I have a simple model,
public class ModelInput
{
[LoadColumn(0)]
public float Label { get; set; }
[LoadColumn(1, numberOfFeatures)]
[VectorType(numberOfFeatures)]
public float[] Features { get; set; }
}
public class ModelOutput
{
[VectorType(numberOfFeatures)]
public float[] Features { get; set; }
[ColumnName(@"Score")]
public float Score { get; set; }
}
a normalized dataset (all values are between 0 and 1) and a lookup table with a metric for each possible predicted output for each line in the dataset.
0<=x<0.25, 0.25<=x<0.5, 0.5<=x<0.75, 0.75<=x<=1 (predicted output is x)
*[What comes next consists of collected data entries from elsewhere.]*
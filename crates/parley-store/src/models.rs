//! Records held by the Data Store.
//!
//! Every struct derives `Serialize` and `Deserialize` so it can be handed
//! directly to a UI layer.

use std::collections::BTreeSet;

use chrono::{DateTime, Utc};
use serde::{Deserialize, Serialize};

use parley_shared::{ChatId, ConversationKind, MessageId, ProvisionalId, UserId};

use crate::error::{Result, StoreError};

// ---------------------------------------------------------------------------
// Message
// ---------------------------------------------------------------------------

/// A stored chat message.
#[derive(Debug, Clone, Serialize, Deserialize, PartialEq, Eq)]
pub struct Message {
    /// Store-assigned id, increasing with insertion order.
    pub id: MessageId,
    pub chat_id: ChatId,
    pub sender_id: UserId,
    /// Sanitized text, or the deletion placeholder once deleted.
    pub content: String,
    /// Assigned by the store on insert.
    pub created_at: DateTime<Utc>,
    pub edited_at: Option<DateTime<Utc>>,
    pub deleted: bool,
    /// Client-generated id the message was sent under. Used to make
    /// re-sent inserts idempotent.
    pub provisional_id: Option<ProvisionalId>,
}

impl Message {
    /// Position of this message in a conversation.
    pub fn sort_key(&self) -> (DateTime<Utc>, MessageId) {
        (self.created_at, self.id)
    }
}

/// What a client hands to the store to create a message.
#[derive(Debug, Clone, Serialize, Deserialize, PartialEq, Eq)]
pub struct MessageDraft {
    pub provisional_id: ProvisionalId,
    pub chat_id: ChatId,
    pub sender_id: UserId,
    pub content: String,
}

/// A mutation of an existing message.
#[derive(Debug, Clone, Serialize, Deserialize, PartialEq, Eq)]
pub enum MessagePatch {
    Edit(String),
    Delete,
}

// ---------------------------------------------------------------------------
// Conversation
// ---------------------------------------------------------------------------

#[derive(Debug, Clone, Serialize, Deserialize, PartialEq, Eq)]
pub struct Conversation {
    pub id: ChatId,
    pub kind: ConversationKind,
    pub members: BTreeSet<UserId>,
    pub name: Option<String>,
    pub last_message_preview: Option<String>,
    pub last_activity_at: DateTime<Utc>,
    pub created_at: DateTime<Utc>,
}

impl Conversation {
    pub fn new(
        kind: ConversationKind,
        members: BTreeSet<UserId>,
        name: Option<String>,
        now: DateTime<Utc>,
    ) -> Result<Self> {
        validate_members(kind, &members)?;
        Ok(Self {
            id: ChatId::new(),
            kind,
            members,
            name,
            last_message_preview: None,
            last_activity_at: now,
            created_at: now,
        })
    }

    pub fn has_member(&self, user: &UserId) -> bool {
        self.members.contains(user)
    }

    /// For a Direct conversation, the member who is not `me`.
    pub fn peer_of(&self, me: &UserId) -> Option<&UserId> {
        match self.kind {
            ConversationKind::Direct => self.members.iter().find(|m| *m != me),
            ConversationKind::Group => None,
        }
    }
}

/// Members must be non-empty; a Direct conversation has exactly two.
pub fn validate_members(kind: ConversationKind, members: &BTreeSet<UserId>) -> Result<()> {
    if members.is_empty() {
        return Err(StoreError::InvalidConversation("no members".into()));
    }
    if kind == ConversationKind::Direct && members.len() != 2 {
        return Err(StoreError::InvalidConversation(format!(
            "direct conversation needs 2 members, got {}",
            members.len()
        )));
    }
    Ok(())
}

// ---------------------------------------------------------------------------
// Presence
// ---------------------------------------------------------------------------

/// Online status of one user. Only that user writes it.
#[derive(Debug, Clone, Serialize, Deserialize, PartialEq, Eq)]
pub struct PresenceRecord {
    pub user_id: UserId,
    pub online: bool,
    pub last_seen_at: DateTime<Utc>,
}

#[cfg(test)]
mod tests {
    use super::*;

    fn members(ids: &[&str]) -> BTreeSet<UserId> {
        ids.iter().map(|id| UserId::from(*id)).collect()
    }

    #[test]
    fn test_direct_needs_two_members() {
        let now = Utc::now();
        assert!(Conversation::new(ConversationKind::Direct, members(&["a"]), None, now).is_err());
        assert!(
            Conversation::new(ConversationKind::Direct, members(&["a", "b", "c"]), None, now)
                .is_err()
        );
        let chat =
            Conversation::new(ConversationKind::Direct, members(&["a", "b"]), None, now).unwrap();
        assert_eq!(chat.peer_of(&UserId::from("a")), Some(&UserId::from("b")));
    }

    #[test]
    fn test_group_needs_a_member() {
        let now = Utc::now();
        assert!(Conversation::new(ConversationKind::Group, BTreeSet::new(), None, now).is_err());
        let chat = Conversation::new(
            ConversationKind::Group,
            members(&["a"]),
            Some("team".into()),
            now,
        )
        .unwrap();
        assert!(chat.has_member(&UserId::from("a")));
        assert_eq!(chat.peer_of(&UserId::from("a")), None);
    }
}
for the 1st line in the dataset: 0.5,0.6,0.7,0.5
for the 2nd line in the dataset: 0.8,0.6,0.5,0.3
for the 3rd line in the dataset: 0.5,0.6,0.6,0.5
etc
I set up a regression experiment with cross validation
MLContext context = new MLContext();
IDataView data = context.Data.LoadFromTextFile<ModelInput>(dataPath.ToString(), separatorChar: ',', hasHeader: true);
var experimentSettings = new RegressionExperimentSettings();
experimentSettings.MaxExperimentTimeInSeconds = time;
experimentSettings.OptimizingMetric = RegressionMetric.MeanSquaredError;
RegressionExperiment experiment = context.Auto().CreateRegressionExperiment(experimentSettings);
CrossValidationExperimentResult<RegressionMetrics> cvExperimentResult = experiment.Execute(data, 10, "Label");// 10 folds for cross validation
but instead of minimizing the mean squared error like in the code snippet (or using any of the other regression metrics) I need to maximize the mean of the values from the table. For that, I need to define a custom optimizing metric that looks in the table but I can't find anything in the documentation.
If it's impossible to define a custom optimizing metric for AutoML, would it be possible to define a custom loss function for regular ML.NET and recreate the functionality of AutoML? I haven't looked yet into adjusting models without AutoML, but I guess you just try different parameters?